それでは作っていきましょう。主な材料は下記の通り。アトランティックサーモンのみならず、秋鮭や銀鮭でももちろんOK。ポルコが食していたサーモンソテーの“ソース”については諸説あるのですが、その中でも有力と言われる「マスタードクリームソース」を作ります。



材料(1人分)



  • アトランティックサーモン 100g
  • 生クリーム 50ml
  • バター 大さじ1
  • ワイン 小さじ2
  • 粒マスタード 小さじ2
  • 人参 1/3本
  • 水 120ml
  • 砂糖 大さじ1
  • バター 小さじ1(グラッセ用)
  • 塩胡椒 適量


作り方





まずは付け合わせの人参のグラッセから。映画で登場したものと同様にシャトー切りに。皮を剥いたら5cmほどにカットし、縦4等分に切り分けます。

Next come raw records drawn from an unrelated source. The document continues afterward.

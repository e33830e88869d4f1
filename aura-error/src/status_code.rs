use std::fmt;

use num_enum::TryFromPrimitive;
#[cfg(feature = "strum")]
use strum_macros::{AsRefStr, EnumIter};

/// Коды статуса для категоризации ошибок брокера.
///
/// # Диапазоны:
/// - 0xxx: Успех
/// - 1xxx: Общие ошибки
/// - 2xxx: Ошибки данных (топики, шаблоны)
/// - 3xxx: Авторизация / Разрешения
/// - 4xxx: Перегрузка очередей
/// - 5xxx: Хранилище (почтовый ящик, таблица токенов)
/// - 6xxx: IO
#[cfg_attr(feature = "strum", derive(AsRefStr, EnumIter))]
#[derive(Debug, Clone, Copy, PartialEq, Eq, TryFromPrimitive)]
#[repr(u32)]
#[non_exhaustive]
pub enum StatusCode {
    // === 0xxx: Успех ===
    Success = 0,

    // === 1xxx: Общие ошибки ===
    Unknown = 1000,
    Unsupported = 1001,
    Internal = 1003,
    InvalidArgs = 1004,

    // === 2xxx: Ошибки данных ===
    NotFound = 2000,
    AlreadyExists = 2001,
    InvalidTopic = 2010,
    InvalidPattern = 2011,

    // === 3xxx: Авторизация/Разрешение ===
    PermissionDenied = 3001,
    InvalidToken = 3003,
    InvalidPermission = 3010,

    // === 4xxx: Перегрузка ===
    QueueOverflow = 4003,

    // === 5xxx: Хранилище ===
    StorageUnavailable = 5000,
    CorruptedData = 5002,
    SerializationFailed = 5003,
    DeserializationFailed = 5004,

    // === 6xxx: IO ===
    Io = 6000,
    Timeout = 6002,
    UnexpectedEof = 6007,
}

/// Рекомендуемый уровень логирования.
#[derive(Debug, Clone, Copy, PartialEq, Eq)]
pub enum LogLevel {
    Trace,
    Debug,
    Info,
    Warn,
    Error,
}

////////////////////////////////////////////////////////////////////////////////
// Собственные методы
////////////////////////////////////////////////////////////////////////////////

impl StatusCode {
    /// Числовое представление кода статуса.
    pub const fn code(self) -> u32 {
        self as u32
    }

    /// Пытается получить вариант `StatusCode` из `u32`.
    pub fn from_u32(v: u32) -> Option<Self> {
        Self::try_from(v).ok()
    }

    /// Имеет ли смысл повторить операцию на следующем тике.
    ///
    /// Сканер почтового ящика использует это, чтобы отличать временные
    /// сбои чтения каталога от битых записей.
    pub fn is_retryable(&self) -> bool {
        matches!(
            self,
            Self::Timeout | Self::StorageUnavailable | Self::Io | Self::QueueOverflow
        )
    }

    /// Ошибка вызывающей стороны (неверный топик, токен, права).
    pub fn is_client_error(&self) -> bool {
        let c = self.code();
        if (2000..=4999).contains(&c) {
            return true;
        }
        matches!(self, Self::InvalidArgs)
    }

    /// Внутренняя или инфраструктурная ошибка.
    pub fn is_server_error(&self) -> bool {
        matches!(self.code(), 1000..=1999 | 5000..=6999)
    }

    /// Рекомендуемый уровень логирования для данного кода.
    pub fn log_level(&self) -> LogLevel {
        match self {
            Self::Success => LogLevel::Trace,
            Self::NotFound | Self::AlreadyExists | Self::PermissionDenied => LogLevel::Debug,
            Self::InvalidArgs
            | Self::InvalidTopic
            | Self::InvalidPattern
            | Self::InvalidToken
            | Self::InvalidPermission => LogLevel::Info,
            Self::QueueOverflow | Self::Timeout | Self::CorruptedData => LogLevel::Warn,
            Self::Internal | Self::StorageUnavailable => LogLevel::Error,
            _ => LogLevel::Warn,
        }
    }
}

////////////////////////////////////////////////////////////////////////////////
// Общие реализации трейтов для StatusCode
////////////////////////////////////////////////////////////////////////////////

impl From<StatusCode> for u32 {
    fn from(c: StatusCode) -> Self {
        c.code()
    }
}

impl fmt::Display for StatusCode {
    fn fmt(
        &self,
        f: &mut fmt::Formatter<'_>,
    ) -> fmt::Result {
        #[cfg(feature = "strum")]
        {
            write!(f, "{} ({})", self.as_ref(), self.code())
        }
        #[cfg(not(feature = "strum"))]
        {
            write!(f, "{:?} ({})", self, self.code())
        }
    }
}

////////////////////////////////////////////////////////////////////////////////
// Тесты
////////////////////////////////////////////////////////////////////////////////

次にそれぞれの角を面取りします。余った部分はサラダなどに活用しましょう。





鍋に人参、水、バター、砂糖を入れ、中火で20分ほど熱します。仕上げに強火で炒り付けて照りを出したら完成。





続いてサーモンソテー。両面に塩胡椒を軽く振りかけます。





フライパンを中弱火で熱し、バターを入れ、サーモンのすべての面に焼き色が付くようにじっくり焼いていきます。





サーモンが焼けたら皿に取り分けます。キッチンペーパーでフライパンの油を拭き取り、生クリーム、白ワイン、マスタードを入れ、スプーンで軽くかき回しながらなら沸騰させます。味見をして、塩気が足りなければ塩胡椒で調整しましょう。



ジブリめし ジブリ 料り


所定の位置に人参のグラッセ、サーモンソテーを配し、ソースをかけたら完成です。皿が若干大きめですが、“それっぽく”見える気が!



紅の豚 サーモン ステーキ


ナイフでカットすれば、気分はすっかりポルコ。サーモンはじっくり焼くことでふっくら柔らか。マスタードの酸味とクリームのコクが調和したソースとも嬉しいぐらいよく合います。さらに人参のグラッセのほんのりした甘みが心地よく、箸休め要員として絶妙な威力を発揮。シンプルながら多彩な感動に出合えるひと皿でした。

まだまだステイホームな日々が続く今。ワインを片手に、シネマティックなグルメを味わって、おうち時間をアップデートしてみてはいかが?